That feels more symmetrical and should be easier to reason about.

@@ +26,5 @@
> +
> +struct MessageInfo {
> +  MessageType msg_type;
> +  ProbeType probe_type;
> +  int64_t timestamp;

Shouldn't this be uint64_t?

@@ +28,5 @@
> +  MessageType msg_type;
> +  ProbeType probe_type;
> +  int64_t timestamp;
> +  bool is_reply;
> +  uint32_t msg_id;

Can you try to optimize the packing here? It's possible that the enums would pack better with the bool or the uint32_t.

@@ +58,5 @@
> +namespace IPC {
> +
> +template <>
> +struct ParamTraits<mozilla::dom::MessageType> :
> +  public EnumSerializer<mozilla::dom::MessageType,

You should #include IPCMessageUtils.h so that this file will compile on its own.

::: dom/ipc/PContent.ipdl
@@ +274,5 @@
>      NotifyProcessPriorityChanged(ProcessPriority priority);
>      MinimizeMemoryUsage();
>      CancelMinimizeMemoryUsage();
>  
> +    async PIPCMessageTracer(uint32_t aBufferSize);

Nit: async is the default so you don't need to specify it.

::: dom/ipc/PIPCMessageTracer.ipdl
@@ +9,5 @@
> +
> +using mozilla::dom::MessageInfo;
> +
> +namespace mozilla {
> +namespace dom {

Oops, sorry that I didn't notice this before. It's a bit weird that this lives in mozilla::dom since it's not in any way related to the DOM. I think this all of this tracing code should be in mozilla::ipc instead. The MessageTracer files should live in ipc/glue.

@@ +14,5 @@
> +
> +protocol PIPCMessageTracer
> +{
> +  manager PContent or PPluginModule;
> +child:

Nit: newline before "child:"

::: dom/plugins/ipc/PluginModuleChild.cpp
@@ +713,5 @@
> +    return true;
> +}
> +
> +bool
> +PluginModuleChild::RecvPIPCMessageTracerConstructor(

No need to override this if you're not using it... But I suggest you do, see comments in ContentChild.

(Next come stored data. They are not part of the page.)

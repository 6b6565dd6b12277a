//! End-to-end lifecycle checks: commands flow through the service into the
//! store, and every open surface converges on the result through change
//! notifications alone.

use tokio::sync::broadcast;

use pomopilot::models::{SessionType, Settings, Task, now_ms};
use pomopilot::notifications::Notify;
use pomopilot::presenter::{DisplayStatus, Presenter};
use pomopilot::service::{self, Command, ServiceHandle};
use pomopilot::store::{ChangeSet, StateStore};

struct SilentNotifier;

impl Notify for SilentNotifier {
    fn session_complete(&self, _session_type: SessionType, _settings: &Settings) {}
}

async fn setup() -> (tempfile::TempDir, StateStore, ServiceHandle) {
    let dir = tempfile::tempdir().unwrap();
    let store = StateStore::open(dir.path()).await.unwrap();
    let handle = service::spawn(store.clone(), SilentNotifier);
    (dir, store, handle)
}

async fn pump(presenter: &mut Presenter, rx: &mut broadcast::Receiver<ChangeSet>, now_ms: i64) {
    while let Ok(change_set) = rx.try_recv() {
        presenter.apply_change(&change_set, now_ms).await;
    }
}

#[tokio::test]
async fn focus_flow_credits_selected_task() {
    let (_dir, store, handle) = setup().await;
    let task = Task::new("Ship the release");
    let task_id = task.id.clone();
    store
        .update(move |state| state.tasks.push(task))
        .await
        .unwrap();

    handle
        .send(Command::StartTimer {
            session_type: SessionType::Focus,
            duration_minutes: 25.0,
            task_id: Some(task_id.clone()),
        })
        .await
        .unwrap();

    let active = store.snapshot().await.active_session.unwrap();
    assert_eq!(active.session_type, SessionType::Focus);
    assert_eq!(active.duration_seconds, 1500);

    handle
        .send(Command::CompleteSession {
            elapsed_seconds: None,
        })
        .await
        .unwrap();

    let snapshot = store.snapshot().await;
    assert!(snapshot.active_session.is_none());
    assert_eq!(snapshot.metrics.focus_seconds, 1500);
    assert_eq!(snapshot.metrics.total_pomodoros, 1);
    assert_eq!(snapshot.metrics.break_seconds, 0);

    let task = &snapshot.tasks[0];
    assert_eq!(task.total_pomos, 1);
    assert_eq!(task.today_pomos, 1);
    assert_eq!(task.total_focus_seconds, 1500);
    assert_eq!(task.today_focus_seconds, 1500);

    let done = snapshot.last_session.unwrap();
    assert_eq!(done.session_type, SessionType::Focus);
    assert_eq!(done.task_id.as_deref(), Some(task_id.as_str()));
    assert_eq!(done.duration_seconds, 1500);
}

#[tokio::test]
async fn early_completion_records_elapsed_not_planned() {
    let (_dir, store, handle) = setup().await;

    handle
        .send(Command::StartTimer {
            session_type: SessionType::Focus,
            duration_minutes: 25.0,
            task_id: None,
        })
        .await
        .unwrap();
    handle
        .send(Command::CompleteSession {
            elapsed_seconds: Some(42.0),
        })
        .await
        .unwrap();

    let snapshot = store.snapshot().await;
    assert_eq!(snapshot.metrics.focus_seconds, 42);
    assert_eq!(snapshot.last_session.unwrap().duration_seconds, 42);
}

#[tokio::test]
async fn second_start_replaces_first() {
    let (_dir, store, handle) = setup().await;

    handle
        .send(Command::StartTimer {
            session_type: SessionType::Focus,
            duration_minutes: 25.0,
            task_id: None,
        })
        .await
        .unwrap();
    handle
        .send(Command::StartTimer {
            session_type: SessionType::ShortBreak,
            duration_minutes: 5.0,
            task_id: None,
        })
        .await
        .unwrap();

    let active = store.snapshot().await.active_session.unwrap();
    assert_eq!(active.session_type, SessionType::ShortBreak);
    assert_eq!(active.duration_seconds, 300);
}

#[tokio::test]
async fn surfaces_converge_after_completion() {
    let (_dir, store, handle) = setup().await;
    let now = now_ms();

    let mut rx1 = store.subscribe();
    let mut rx2 = store.subscribe();
    let mut first = Presenter::mount(store.clone(), handle.clone(), now).await;
    let mut second = Presenter::mount(store.clone(), handle.clone(), now).await;

    first.start(now).await;
    pump(&mut first, &mut rx1, now).await;
    pump(&mut second, &mut rx2, now).await;
    assert_eq!(first.status, DisplayStatus::Running);
    assert_eq!(second.status, DisplayStatus::Running);

    first.finish_early(now + 60_000).await;
    let later = now + 61_000;
    pump(&mut first, &mut rx1, later).await;
    pump(&mut second, &mut rx2, later).await;

    // One change-notification round-trip and both surfaces agree.
    for presenter in [&first, &second] {
        assert_eq!(presenter.status, DisplayStatus::Idle);
        assert_eq!(presenter.session_type, SessionType::ShortBreak);
        assert_eq!(presenter.metrics.total_pomodoros, 1);
        assert!(presenter.banner.is_some());
    }
}

#[tokio::test]
async fn pause_does_not_propagate() {
    let (_dir, store, handle) = setup().await;
    let now = now_ms();

    let mut rx1 = store.subscribe();
    let mut rx2 = store.subscribe();
    let mut pausing = Presenter::mount(store.clone(), handle.clone(), now).await;
    let mut watching = Presenter::mount(store.clone(), handle.clone(), now).await;

    pausing.start(now).await;
    pump(&mut pausing, &mut rx1, now).await;
    pump(&mut watching, &mut rx2, now).await;
    assert_eq!(watching.status, DisplayStatus::Running);

    pausing.pause(now + 10_000).await;
    let later = now + 11_000;
    pump(&mut pausing, &mut rx1, later).await;
    pump(&mut watching, &mut rx2, later).await;

    // The pausing surface holds the remainder; everyone else sees idle.
    assert_eq!(pausing.status, DisplayStatus::Paused);
    assert_eq!(pausing.remaining_seconds(later), 1490);
    assert_eq!(watching.status, DisplayStatus::Idle);
    assert!(store.snapshot().await.active_session.is_none());
}

#[tokio::test]
async fn completion_auto_starts_next_when_enabled() {
    let (_dir, store, handle) = setup().await;
    store
        .update(|state| state.settings.auto_start_next = true)
        .await
        .unwrap();

    let now = now_ms();
    let mut rx = store.subscribe();
    let mut presenter = Presenter::mount(store.clone(), handle.clone(), now).await;

    presenter.start(now).await;
    pump(&mut presenter, &mut rx, now).await;

    handle
        .send(Command::CompleteSession {
            elapsed_seconds: None,
        })
        .await
        .unwrap();
    pump(&mut presenter, &mut rx, now + 1_000).await;

    assert_eq!(presenter.status, DisplayStatus::Running);
    assert_eq!(presenter.session_type, SessionType::ShortBreak);

    let active = store.snapshot().await.active_session.unwrap();
    assert_eq!(active.session_type, SessionType::ShortBreak);
    assert_eq!(active.duration_seconds, 300);
}

#[tokio::test]
async fn settings_edits_reach_other_surfaces() {
    let (_dir, store, handle) = setup().await;
    let now = now_ms();

    let mut rx = store.subscribe();
    let mut editor = Presenter::mount(store.clone(), handle.clone(), now).await;
    let mut observer = Presenter::mount(store.clone(), handle.clone(), now).await;
    let mut observer_rx = store.subscribe();

    let mut settings = editor.settings.clone();
    settings.focus_min = 50;
    editor.save_settings(settings).await;

    pump(&mut editor, &mut rx, now).await;
    pump(&mut observer, &mut observer_rx, now).await;

    assert_eq!(observer.settings.focus_min, 50);
    // Idle surfaces re-derive their countdown from the new duration.
    assert_eq!(observer.remaining_seconds(now), 3000);
}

::: dom/plugins/ipc/PluginModuleParent.cpp
@@ +1803,5 @@
> +
> +#endif // MOZ_ENABLE_PROFILER_SPS
> +
> +IPCMessageTracerParent*
> +PluginModuleParent::GetMessageTracer()

Same comments as in ContentParent

::: ipc/glue/AsyncChannel.cpp
@@ +75,5 @@
>  };
>  
> +PRLogModuleInfo* gMessageTraceLog = nullptr;
> +
> +static const char* const

Nit: Functions in anonymous namespaces automatically get static-ified.

@@ +76,5 @@
>  
> +PRLogModuleInfo* gMessageTraceLog = nullptr;
> +
> +static const char* const
> +GetMessageTypeString(const IPC::Message& msg)

Needs "urgent" support.

@@ +86,5 @@
> +    return "async";
> +}
> +
> +static const char* const
> +GetProbeTypeString(mozilla::dom::ProbeType type)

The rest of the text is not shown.